The length of your budgie’s molts is another factor you should note in your budgie care log to pick up on a pattern, as well as the factors at play around the beginning of your budgie’s molt that could have potentially triggered the molt.
Is molting natural?
Molting is a natural process in bird biology. It serves several purposes.
- It serves the evolutionary purpose of making budgies’ feathers look healthy and vibrant to attract potential mates.
- It is similar to the process of shedding that cats and dogs experience, allowing budgies to shed old, frayed, threadbare feathers and grow new ones.
You can recognize a molt by a bulk of feathers shed from areas of the budgie such as the body, wings, and tail. However, the budgie should not be bald during the molt cycle. If you notice large patches of bare skin, it could be a sign of a health problem, and you should seek veterinary care.
If a budgie is stressed or not eating a balanced, nutritious diet, molting may suspend or freeze. The budgie will have pin feathers with black or brown tips and will be sparse around the head and neck. Seek veterinary guidance for any strange activity with your budgie’s feathers during molting.
A common condition among young budgies is French Molt, also referred to as “budgerigar fledgling disease”. Veterinarians believe the cause to be viral, but this is unclear. It’s possibly contagious.
This condition causes tail feathers to fall out and affects flying feathers, leaving many budgies permanently unable to fly.
This condition is most often not a threat to a budgie’s life, just an immediate threat to their permanent ability to fly.
What to expect during molting
Molting is a very uncomfortable time for a budgie. Pin feathers (new feathers growing in) are very itchy for your bird and even sting at times. You will notice the budgie constantly preening and rubbing its head on things, trying to scratch the head feathers that it cannot reach.

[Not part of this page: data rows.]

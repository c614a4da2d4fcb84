//! Top-level installed-package database API
//!
//! Ties the layers together: scan the Berkeley DB records, decode each
//! value as a header blob, and project a package record from it. Any
//! layer error aborts the whole listing.

use std::collections::HashSet;
use std::path::Path;

use tracing::debug;

use crate::bdb::HashReader;
use crate::error::RpmDbResult;
use crate::header;
use crate::package::{PackageInfo, PackageInfoEx};
use crate::tags::TagId;

/// An open installed-package database
pub struct RpmDb {
    reader: HashReader,
}

impl RpmDb {
    /// Open the `Packages` file of an rpm database.
    pub fn open(path: impl AsRef<Path>) -> RpmDbResult<Self> {
        Ok(RpmDb {
            reader: HashReader::open(path)?,
        })
    }

    /// Number of key/value pairs the database claims to hold.
    pub fn declared_package_count(&self) -> u32 {
        self.reader.metadata().num_keys
    }

    /// List every installed package with its NEVRA identity and metadata.
    pub fn list_packages(&mut self) -> RpmDbResult<Vec<PackageInfo>> {
        let mut packages = Vec::new();
        for record in self.reader.records() {
            let record = record?;
            let entries = header::decode(&record.value)?;
            packages.push(PackageInfo::from_entries(&entries)?);
        }
        debug!(count = packages.len(), "listed installed packages");
        Ok(packages)
    }

    /// Like `list_packages`, additionally capturing the requested tags as
    /// dynamically typed values.
    pub fn list_packages_with_tags(&mut self, tags: &[TagId]) -> RpmDbResult<Vec<PackageInfoEx>> {
        let requested: HashSet<TagId> = tags.iter().copied().collect();

        let mut packages = Vec::new();
        for record in self.reader.records() {
            let record = record?;
            let entries = header::decode(&record.value)?;
            packages.push(PackageInfoEx::from_entries(&entries, &requested)?);
        }
        debug!(count = packages.len(), "listed installed packages with tags");
        Ok(packages)
    }
}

A personality change is also noticeable in molting budgies. They have less patience with humans and even other birds; they are cranky, bad-tempered, inactive, squawk a lot, and eat and rest more than usual.
During this time, you should not snatch them or hold them when they do not want you to due to the discomfort of their pin feathers.
How can I help my Budgie through molting?
Ensuring your budgie is eating a healthy, balanced diet (bird feed, fruits, vegetables), is one of the best things you can do to help them get through a molt cycle.
Pet stores even sell specifically formulated molting food for birds with all of the vitamins and nutrients your budgie needs to molt. Still, you do not need to buy this special molting food if you are already making sure your bird eats a high-nutrient, high-vitamin diet.
You can also buy vitamins to add to their seeds and even a spray that helps the process of molting. Both are available on Amazon which we have linked to here.
It is also imperative that budgies in a molt cycle get a lot of rest. They need to sleep 10-12 hours daily. You can help them do this by making sure that they have a quiet, dark place to rest for at least half of the day each day.
When your budgie wakes up from their 10-12 hour sleep, exercise is vital. Make it fun; make it a game. Play with your budgie (if it isn’t in too bad of a mood), and help it get some exercise. Remember not to grab your budgie or hold it against its will because of its itchy and painful pin feathers.
Once a week during molting, you should bathe or mist your budgie. This aids growth of feathers and alleviates some of the discomforts from their pin feathers.
As you can see, molting is an annual event, and you should not be concerned. The only time you need to be concerned is when large areas appear without new feathers. This could be a sign all is not well and you should seek the advice from a vet as soon as possible.